### Work instructions
Output the data as it stands. Each line must match exactly.

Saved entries
□ □ □ □ □ □ □

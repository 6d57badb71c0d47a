//! Worker restarts by re-executing the current binary

use async_trait::async_trait;
use std::path::PathBuf;
use tokio::process::Command;
use tracing::{debug, info};

use stagecoach_core::WorkerIdentity;
use stagecoach_execution::{ExecutionError, WorkerRestarter};

/// Starts a fresh `stagecoach worker` process that rejoins under the same index
pub struct ProcessRestarter {
    host: String,
    port: u16,
    config: Option<PathBuf>,
    log_level: Option<String>,
}

impl ProcessRestarter {
    pub fn new(host: String, port: u16, config: Option<PathBuf>, log_level: Option<String>) -> Self {
        Self {
            host,
            port,
            config,
            log_level,
        }
    }

    /// Arguments for the replacement process
    fn arguments(&self, identity: WorkerIdentity) -> Vec<String> {
        let mut args = Vec::new();
        if let Some(config) = &self.config {
            args.push("--config".to_string());
            args.push(config.display().to_string());
        }
        if let Some(level) = &self.log_level {
            args.push("--log-level".to_string());
            args.push(level.clone());
        }
        args.extend([
            "worker".to_string(),
            "--host".to_string(),
            self.host.clone(),
            "--port".to_string(),
            self.port.to_string(),
            "--index".to_string(),
            identity.index.to_string(),
            "--generation".to_string(),
            identity.generation.as_uuid().to_string(),
        ]);
        args
    }
}

#[async_trait]
impl WorkerRestarter for ProcessRestarter {
    async fn spawn_replacement(&self, identity: WorkerIdentity) -> stagecoach_execution::Result<()> {
        let current_exe = std::env::current_exe().map_err(|e| ExecutionError::RestartFailed {
            worker: identity.index,
            message: format!("Failed to get current exe: {}", e),
        })?;

        let args = self.arguments(identity);
        debug!("Spawning {:?} {:?}", current_exe, args);

        // The replacement outlives this process, so it is not killed on drop
        let child = Command::new(&current_exe)
            .args(&args)
            .stdin(std::process::Stdio::null())
            .spawn()
            .map_err(|e| ExecutionError::RestartFailed {
                worker: identity.index,
                message: format!("Failed to spawn worker: {}", e),
            })?;

        info!(
            "Started replacement for {} (pid {:?})",
            identity,
            child.id()
        );
        Ok(())
    }
}

#[cfg(test)]
mod tests {
    use super::*;
    use stagecoach_core::GenerationToken;

    #[test]
    fn test_replacement_arguments() {
        let restarter = ProcessRestarter::new(
            "127.0.0.1".to_string(),
            2103,
            Some(PathBuf::from("bench.yaml")),
            None,
        );
        let generation = GenerationToken::generate();
        let args = restarter.arguments(WorkerIdentity::new(3, generation));

        assert_eq!(
            args,
            vec![
                "--config".to_string(),
                "bench.yaml".to_string(),
                "worker".to_string(),
                "--host".to_string(),
                "127.0.0.1".to_string(),
                "--port".to_string(),
                "2103".to_string(),
                "--index".to_string(),
                "3".to_string(),
                "--generation".to_string(),
                generation.as_uuid().to_string(),
            ]
        );
    }
}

□ □ □ □ □ □ □

### Finished exercise
repository 6d57badb71c0d47a
//! Worker restarts by re-executing the current binary

use async_trait::async_trait;
use std::path::PathBuf;
use tokio::process::Command;
use tracing::{debug, info};

use stagecoach_core::WorkerIdentity;
use stagecoach_execution::{ExecutionError, WorkerRestarter};

/// Starts a fresh `stagecoach worker` process that rejoins under the same index
pub struct ProcessRestarter {
    host: String,
    port: u16,
    config: Option<PathBuf>,
    log_level: Option<String>,
}

impl ProcessRestarter {
    pub fn new(host: String, port: u16, config: Option<PathBuf>, log_level: Option<String>) -> Self {
        Self {
            host,
            port,
            config,
            log_level,
        }
    }

    /// Arguments for the replacement process
    fn arguments(&self, identity: WorkerIdentity) -> Vec<String> {
        let mut args = Vec::new();
        if let Some(config) = &self.config {
            args.push("--config".to_string());
            args.push(config.display().to_string());
        }
        if let Some(level) = &self.log_level {
            args.push("--log-level".to_string());
            args.push(level.clone());
        }
        args.extend([
            "worker".to_string(),
            "--host".to_string(),
            self.host.clone(),
            "--port".to_string(),
            self.port.to_string(),
            "--index".to_string(),
            identity.index.to_string(),
            "--generation".to_string(),
            identity.generation.as_uuid().to_string(),
        ]);
        args
    }
}

#[async_trait]
impl WorkerRestarter for ProcessRestarter {
    async fn spawn_replacement(&self, identity: WorkerIdentity) -> stagecoach_execution::Result<()> {
        let current_exe = std::env::current_exe().map_err(|e| ExecutionError::RestartFailed {
            worker: identity.index,
            message: format!("Failed to get current exe: {}", e),
        })?;

        let args = self.arguments(identity);
        debug!("Spawning {:?} {:?}", current_exe, args);

        // The replacement outlives this process, so it is not killed on drop
        let child = Command::new(&current_exe)
            .args(&args)
            .stdin(std::process::Stdio::null())
            .spawn()
            .map_err(|e| ExecutionError::RestartFailed {
                worker: identity.index,
                message: format!("Failed to spawn worker: {}", e),
            })?;

        info!(
            "Started replacement for {} (pid {:?})",
            identity,
            child.id()
        );
        Ok(())
    }
}

#[cfg(test)]
mod tests {
    use super::*;
    use stagecoach_core::GenerationToken;

    #[test]
    fn test_replacement_arguments() {
        let restarter = ProcessRestarter::new(
            "127.0.0.1".to_string(),
            2103,
            Some(PathBuf::from("bench.yaml")),
            None,
        );
        let generation = GenerationToken::generate();
        let args = restarter.arguments(WorkerIdentity::new(3, generation));

        assert_eq!(
            args,
            vec![
                "--config".to_string(),
                "bench.yaml".to_string(),
                "worker".to_string(),
                "--host".to_string(),
                "127.0.0.1".to_string(),
                "--port".to_string(),
                "2103".to_string(),
                "--index".to_string(),
                "3".to_string(),
                "--generation".to_string(),
                generation.as_uuid().to_string(),
            ]
        );
    }
}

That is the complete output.